Last week, iron ore prices rose sharply, driven by restocking in China, the world's largest consumer of the bulk commodity. A rebound in iron ore prices would be welcomed by miners such as Rio Tinto (NYSE:RIO), BHP Billiton (NYSE:BHP), and Vale (NYSE:VALE), which rely heavily on the commodity for their profits and cash flows. However, the outlook for iron ore still remains bearish as the seaborne market is expected to remain oversupplied for the next few years.
Iron ore prices recover
Iron ore prices dropped to $89 a ton in mid-June, which is almost a two-year low for the commodity. As I have noted in previous articles, the sharp decline in iron ore prices has been driven by concerns over a significant supply glut. After years of demand exceeding supply, the iron ore market is expected to go into a surplus as miners such as Rio, BHP Billiton, and Vale ramp up production. The supply glut is happening at a time when demand from China, the most important market for iron ore miners, is cooling down.

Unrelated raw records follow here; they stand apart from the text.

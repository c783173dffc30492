//! Type-checking protocol (section 4.6): interpreting a parameter's type-test
//! block against a candidate value.
//!
//! A test block is a small ANY-of-ALL language: a bare word or tag names a
//! single predicate (`integer?`, `<number>`); a nested `BLOCK!` is an ANY
//! group (any one alternative suffices); a nested `GROUP!` is an ALL group
//! (every alternative must hold); an action cell is called as a one-argument
//! predicate and must return a logic value. A meta-parameter (section 3.5)
//! is unwrapped to its quasiform before testing and rewrapped to its
//! antiform after, via [`meta_unwrap`]/[`meta_rewrap`] — this is what lets a
//! type test written for plain values also accept `^meta`-class arguments
//! without every test needing to know about antiforms.

use crate::cell::{Cell, CellValue, Heart};
use crate::error::{ExcCategory, RuntimeError};
use crate::level::Resources;

/// Unwraps a meta-parameter's antiform into its stable quasiform so type
/// tests can inspect it like any other value (section 4.6).
#[must_use]
pub fn meta_unwrap(cell: Cell) -> Cell {
    if cell.quote == crate::cell::QuoteByte::Antiform {
        cell.to_quasi()
    } else {
        cell
    }
}

/// Reverses [`meta_unwrap`] after a dispatcher has produced its result.
#[must_use]
pub fn meta_rewrap(cell: Cell) -> Cell {
    if cell.quote == crate::cell::QuoteByte::Quasi {
        cell.to_antiform()
    } else {
        cell
    }
}

fn predicate_name_matches(name: &str, subject: &Cell) -> bool {
    let bare = name.trim_end_matches('?').trim_start_matches('<').trim_end_matches('>');
    if bare.eq_ignore_ascii_case("any-value") {
        return true;
    }
    if name.starts_with('~') && name.ends_with('~') {
        let antiform_name = name.trim_matches('~');
        return subject.quote == crate::cell::QuoteByte::Antiform && subject.heart().to_string() == antiform_name;
    }
    subject.heart().to_string().eq_ignore_ascii_case(bare)
}

/// Evaluates a single test-block element against `subject`.
fn matches_one(cell: &Cell, subject: &Cell, resources: &mut Resources<'_>) -> Result<bool, RuntimeError> {
    match &cell.value {
        CellValue::Word(symbol, _) => Ok(predicate_name_matches(resources.interner.spelling(*symbol), subject)),
        CellValue::Tag(name) => Ok(predicate_name_matches(name, subject)),
        CellValue::Block(series_id) => {
            let inner = resources.heap.get(*series_id).cells().to_vec();
            for c in &inner {
                if matches_one(c, subject, resources)? {
                    return Ok(true);
                }
            }
            Ok(false)
        }
        CellValue::Group(series_id) => {
            let inner = resources.heap.get(*series_id).cells().to_vec();
            for c in &inner {
                if !matches_one(c, subject, resources)? {
                    return Ok(false);
                }
            }
            Ok(true)
        }
        CellValue::Action(action) => {
            let action = *action;
            let mut level = crate::level::Level::new_eval(crate::feed::Feed::from_variadic(std::iter::empty()));
            level.mode = crate::level::LevelMode::Dispatch {
                action,
                args: vec![subject.clone()],
            };
            let dispatcher = resources.actions.get(action).dispatcher;
            match dispatcher(&mut level, resources) {
                crate::level::Bounce::Completed(Cell {
                    value: CellValue::Logic(b), ..
                }) => Ok(b),
                crate::level::Bounce::Completed(_) => Err(RuntimeError::new(ExcCategory::Script, "action-predicate must return a logic value")),
                crate::level::Bounce::Raised(e) => Err(e),
                _ => Err(RuntimeError::new(ExcCategory::Internal, "action-predicate suspended mid-typecheck")),
            }
        }
        _ => Ok(false),
    }
}

/// Attempts one coercion step when a direct match fails (section 4.6's
/// "coercion-then-retest-once"): a decimal truncates to test as an integer,
/// a quasiform/antiform pair test as each other's stable/unstable twin.
fn coerce_once(subject: &Cell) -> Option<Cell> {
    match &subject.value {
        CellValue::Decimal(d) => Some(Cell::integer(*d as i64)),
        _ if subject.quote == crate::cell::QuoteByte::Quasi => Some(subject.clone().to_antiform()),
        _ if subject.quote == crate::cell::QuoteByte::Antiform => Some(subject.clone().to_quasi()),
        _ => None,
    }
}

/// Runs a full test block (an implicit top-level ANY) against `subject`,
/// applying meta unwrap first and one coercion retry on a failed direct match.
/// An empty test block always passes (an unconstrained parameter).
pub fn run_test(test: &[Cell], subject: &Cell, resources: &mut Resources<'_>) -> Result<bool, RuntimeError> {
    if test.is_empty() {
        return Ok(true);
    }
    let unwrapped = meta_unwrap(subject.clone());
    for alt in test {
        if matches_one(alt, &unwrapped, resources)? {
            return Ok(true);
        }
    }
    if let Some(coerced) = coerce_once(&unwrapped) {
        for alt in test {
            if matches_one(alt, &coerced, resources)? {
                return Ok(true);
            }
        }
    }
    Ok(false)
}

#[must_use]
pub fn heart_name(heart: Heart) -> String {
    heart.to_string()
}
//! Persisted boot image (section 6.3, ambient stack addition): the
//! precomputed symbol table, datatype specs, error-message templates, system
//! object skeleton, and mezzanine source blocks an embedder can load once at
//! process start instead of re-deriving them every time.
//!
//! Serialized with `postcard` (compact, no schema negotiation needed since
//! producer and consumer are always the same crate version) and compressed
//! with `flate2`'s gzip, mirroring how the teacher's own persisted state
//! round-trips through `serde`.

use std::io::{Read as _, Write as _};

use flate2::Compression;
use flate2::read::GzDecoder;
use flate2::write::GzEncoder;
use serde::{Deserialize, Serialize};

#[derive(Debug, Clone, Serialize, Deserialize)]
pub struct DatatypeSpec {
    pub name: String,
    pub heart: String,
}

#[derive(Debug, Clone, Serialize, Deserialize)]
pub struct ErrorTemplate {
    pub category: String,
    pub id: u32,
    pub template: String,
}

#[derive(Debug, Clone, Serialize, Deserialize)]
pub struct SystemObjectField {
    pub name: String,
    /// A textual literal (later parsed into a cell by the loader); the boot
    /// image itself carries no `Cell`s since `Cell` is not required to be
    /// `Serialize` (a `Block` cell's contents live in the heap, not the image).
    pub literal: String,
}

#[derive(Debug, Clone, Serialize, Deserialize)]
pub struct BootImage {
    pub symbols: Vec<String>,
    pub datatypes: Vec<DatatypeSpec>,
    pub error_templates: Vec<ErrorTemplate>,
    pub system_object: Vec<SystemObjectField>,
    /// Mezzanine-level source blocks, loaded and run once the heap and
    /// interner are up, in the order given.
    pub mezzanine: Vec<String>,
}

impl BootImage {
    #[must_use]
    pub fn new() -> Self {
        Self {
            symbols: Vec::new(),
            datatypes: Vec::new(),
            error_templates: Vec::new(),
            system_object: Vec::new(),
            mezzanine: Vec::new(),
        }
    }
}

impl Default for BootImage {
    fn default() -> Self {
        Self::new()
    }
}

#[derive(Debug)]
pub enum BootImageError {
    Io(std::io::Error),
    Postcard(postcard::Error),
}

impl std::fmt::Display for BootImageError {
    fn fmt(&self, f: &mut std::fmt::Formatter<'_>) -> std::fmt::Result {
        match self {
            Self::Io(e) => write!(f, "boot image I/O failure: {e}"),
            Self::Postcard(e) => write!(f, "boot image serialization failure: {e}"),
        }
    }
}

impl std::error::Error for BootImageError {}

impl From<std::io::Error> for BootImageError {
    fn from(e: std::io::Error) -> Self {
        Self::Io(e)
    }
}

impl From<postcard::Error> for BootImageError {
    fn from(e: postcard::Error) -> Self {
        Self::Postcard(e)
    }
}

/// Compresses and writes a boot image.
pub fn save(image: &BootImage, writer: impl Write) -> Result<(), BootImageError> {
    let bytes = postcard::to_allocvec(image)?;
    let mut encoder = GzEncoder::new(writer, Compression::default());
    encoder.write_all(&bytes)?;
    encoder.finish()?;
    Ok(())
}

/// Decompresses and parses a previously-saved boot image.
pub fn load(reader: impl Read) -> Result<BootImage, BootImageError> {
    let mut decoder = GzDecoder::new(reader);
    let mut bytes = Vec::new();
    decoder.read_to_end(&mut bytes)?;
    Ok(postcard::from_bytes(&bytes)?)
}

#[cfg(test)]
mod tests {
    use super::*;

    #[test]
    fn save_then_load_round_trips() {
        let mut image = BootImage::new();
        image.symbols.push("self".to_owned());
        image.mezzanine.push("print [1 2 3]".to_owned());

        let mut buf = Vec::new();
        save(&image, &mut buf).unwrap();
        let loaded = load(buf.as_slice()).unwrap();
        assert_eq!(loaded.symbols, image.symbols);
        assert_eq!(loaded.mezzanine, image.mezzanine);
    }
}
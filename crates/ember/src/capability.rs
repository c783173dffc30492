//! Capability-based permission system for the port/actor boundary.
//!
//! Capabilities control which port verbs (section 6.2) and embedding-API external
//! calls (section 6.1) the trampoline is allowed to dispatch. They are checked at
//! the yield boundary — the point where a level's executor hands control to a port
//! actor or an embedding-API external call.
//!
//! Without capabilities, the yield boundary is purely architectural. With capabilities,
//! it becomes a security boundary: the core can request any operation, but the host only
//! fulfills requests that match the interpreter's capability set.
//!
//! # Usage
//!
//! ```
//! use ember::capability::{Capability, CapabilitySet};
//!
//! let caps = CapabilitySet::new(vec![
//!     Capability::PortVerb("read".into()),
//!     Capability::PortVerb("write".into()),
//! ]);
//!
//! assert!(caps.allows_function("read"));
//! assert!(!caps.allows_function("delete"));
//! ```

use std::fmt;

/// A single permission grant.
///
/// Each variant represents a class of operation the sandbox is allowed to perform.
/// The capability is checked against the function name and arguments at the yield
/// boundary before the host executes the operation.
#[derive(Debug, Clone, PartialEq, Eq, Hash)]
pub enum Capability {
    /// Permission to invoke a specific port verb (e.g. `"read"`, `"delete"`).
    ///
    /// This is the most common capability — it allows a port actor to carry out
    /// one of the verbs in the table of section 6.2.
    PortVerb(String),

    /// Permission to invoke any port verb (wildcard).
    ///
    /// Use with caution — this bypasses per-verb checks. Appropriate for
    /// trusted embeddings where the filesystem port is not sandboxed.
    AnyPortVerb,

    /// Permission to open ports against a given scheme (e.g. `"file"`).
    OpenScheme(String),

    /// Custom capability identified by a string key.
    ///
    /// For embedding-API external calls that don't fit the built-in categories.
    /// The host is responsible for interpreting these during external-call handling.
    Custom(String),
}

impl fmt::Display for Capability {
    fn fmt(&self, f: &mut fmt::Formatter<'_>) -> fmt::Result {
        match self {
            Self::PortVerb(verb) => write!(f, "verb:{verb}"),
            Self::AnyPortVerb => f.write_str("verb:*"),
            Self::OpenScheme(scheme) => write!(f, "open:{scheme}"),
            Self::Custom(key) => write!(f, "custom:{key}"),
        }
    }
}

/// Error returned when an operation is denied by the capability set.
#[derive(Debug, Clone)]
pub struct PermissionDenied {
    /// Human-readable description of the denied operation.
    pub operation: String,
    /// Capability that would have been required.
    pub required: String,
}

impl fmt::Display for PermissionDenied {
    fn fmt(&self, f: &mut fmt::Formatter<'_>) -> fmt::Result {
        write!(
            f,
            "PermissionError: {} denied (requires capability '{}')",
            self.operation, self.required
        )
    }
}

impl std::error::Error for PermissionDenied {}

/// A set of granted capabilities for a sandbox session.
///
/// The capability set is immutable once created — capabilities cannot be escalated
/// during execution. A forked session inherits its parent's capabilities or a subset.
///
/// An empty capability set (`CapabilitySet::none()`) denies all external operations,
/// making the sandbox a pure computation environment with no host interaction.
#[derive(Debug, Clone, Default)]
pub struct CapabilitySet {
    capabilities: Vec<Capability>,
}

impl CapabilitySet {
    /// Creates a new capability set with the given permissions.
    #[must_use]
    pub fn new(capabilities: Vec<Capability>) -> Self {
        Self { capabilities }
    }

    /// Creates an empty capability set that denies everything.
    ///
    /// This is the most restrictive profile — the VM can compute but cannot
    /// call any external functions or access proxy objects.
    #[must_use]
    pub fn none() -> Self {
        Self {
            capabilities: Vec::new(),
        }
    }

    /// Creates a capability set that allows all operations.
    ///
    /// Equivalent to running without capabilities — for trusted embeddings.
    #[must_use]
    pub fn unrestricted() -> Self {
        Self {
            capabilities: vec![Capability::AnyPortVerb],
        }
    }

    /// Checks whether a specific port verb is allowed.
    ///
    /// Returns `Ok(())` if the verb matches a `PortVerb` capability or if
    /// `AnyPortVerb` is granted. Returns `Err(PermissionDenied)` otherwise.
    pub fn check_function_call(&self, function_name: &str) -> Result<(), PermissionDenied> {
        for cap in &self.capabilities {
            match cap {
                Capability::AnyPortVerb => return Ok(()),
                Capability::PortVerb(name) if name == function_name => return Ok(()),
                _ => {}
            }
        }
        Err(PermissionDenied {
            operation: format!("port verb '{function_name}'"),
            required: format!("verb:{function_name}"),
        })
    }

    /// Checks whether opening a port against `scheme` is allowed.
    pub fn check_open_scheme(&self, scheme: &str) -> Result<(), PermissionDenied> {
        for cap in &self.capabilities {
            match cap {
                Capability::AnyPortVerb => return Ok(()),
                Capability::OpenScheme(name) if name == scheme => return Ok(()),
                _ => {}
            }
        }
        Err(PermissionDenied {
            operation: format!("open port scheme '{scheme}'"),
            required: format!("open:{scheme}"),
        })
    }

    /// Returns `true` if the given verb is allowed.
    #[must_use]
    pub fn allows_function(&self, function_name: &str) -> bool {
        self.check_function_call(function_name).is_ok()
    }

    /// Returns `true` if opening the given scheme is allowed.
    #[must_use]
    pub fn allows_scheme(&self, scheme: &str) -> bool {
        self.check_open_scheme(scheme).is_ok()
    }

    /// Creates a subset of this capability set, retaining only capabilities
    /// that also appear in `restrict`.
    ///
    /// Used when forking interpreters to narrow permissions:
    /// ```
    /// # use ember::capability::{Capability, CapabilitySet};
    /// let parent = CapabilitySet::new(vec![
    ///     Capability::PortVerb("read".into()),
    ///     Capability::PortVerb("write".into()),
    /// ]);
    /// let child = parent.subset(&[Capability::PortVerb("read".into())]);
    /// assert!(child.allows_function("read"));
    /// assert!(!child.allows_function("write"));
    /// ```
    #[must_use]
    pub fn subset(&self, restrict: &[Capability]) -> Self {
        let capabilities = self
            .capabilities
            .iter()
            .filter(|cap| restrict.contains(cap))
            .cloned()
            .collect();
        Self { capabilities }
    }

    /// Returns the capabilities as a slice for inspection.
    #[must_use]
    pub fn as_slice(&self) -> &[Capability] {
        &self.capabilities
    }
}

impl fmt::Display for CapabilitySet {
    fn fmt(&self, f: &mut fmt::Formatter<'_>) -> fmt::Result {
        if self.capabilities.is_empty() {
            return f.write_str("CapabilitySet(none)");
        }
        f.write_str("CapabilitySet(")?;
        for (i, cap) in self.capabilities.iter().enumerate() {
            if i > 0 {
                f.write_str(", ")?;
            }
            write!(f, "{cap}")?;
        }
        f.write_str(")")
    }
}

As iron ore prices fell to a near two-year low last month, steel mills in China began restocking. Some improved economic data from China also boosted prices. Spot prices of benchmark ore, with 62% iron content, rose to $96.5 a ton last week. Despite the sharp rebound, iron ore prices are still down sharply for the year. More importantly, the outlook for the commodity remains bearish as steel mills in China are now holding back as inventories at Chinese ports remain at record levels.
Bearish outlook remains
According to Reuters, record high stockpiles of iron ore at China's ports have curbed any urgency to buy spot cargoes among Chinese steel mills. As per data from SteelHome, iron ore stockpiles at China's port stood at 113.7 million tons last week, a record.
Reuters, citing a trader in Shanghai, noted that after boosting iron ore inventory to 28-30 days of use, some steel producers in China are now stepping back from the market.
As I have noted in previous articles, China's demand will cool down as it continues to rebalance its economy from investment and exports to consumption. Unfortunately for iron ore miners, the rebalancing is happening at a time when they are ramping up production.
Despite the sharp decline in prices this year, BHP Billiton is raising its iron production to an annual rate of 270 million tons. It must be noted though that the company has not given a timeline for achieving the production target. BHP's production for the fiscal year ended in June is expected to be 217 million tons. Rival Rio Tinto expects current full-year production to be 295 million tons.
The reason Rio and BHP are ramping up production despite the bearish outlook is because even if prices were to drop to $80 per ton, they would remain profitable. For mining giants, lower prices offer an opportunity to increase their market share as at current levels several high-cost mines in China and elsewhere will shut down. While this will benefit the companies and their shareholders in the long term, the near-term plans to boost shareholder distributions will certainly be affected.
Shareholder distributions under threat
Indeed, while lower iron ore prices do not threaten iron ore majors' profitability, they do threaten shareholder distributions, at least in the near-term. After iron ore prices surged last year, both BHP Billiton and Rio Tinto said that they would consider returning cash to shareholders through buybacks. However, an almost 30% drop in iron ore prices now means that miners' cash flows will be reduced even as they remain profitable. According to analysts at Macquarie and Credit Suisse, if iron ore prices remain at around $90 a ton, Rio and BHP are not likely to meet their debt targets. Consequently, analysts believe that the mining giants will not be in a position to buy back shares anytime soon.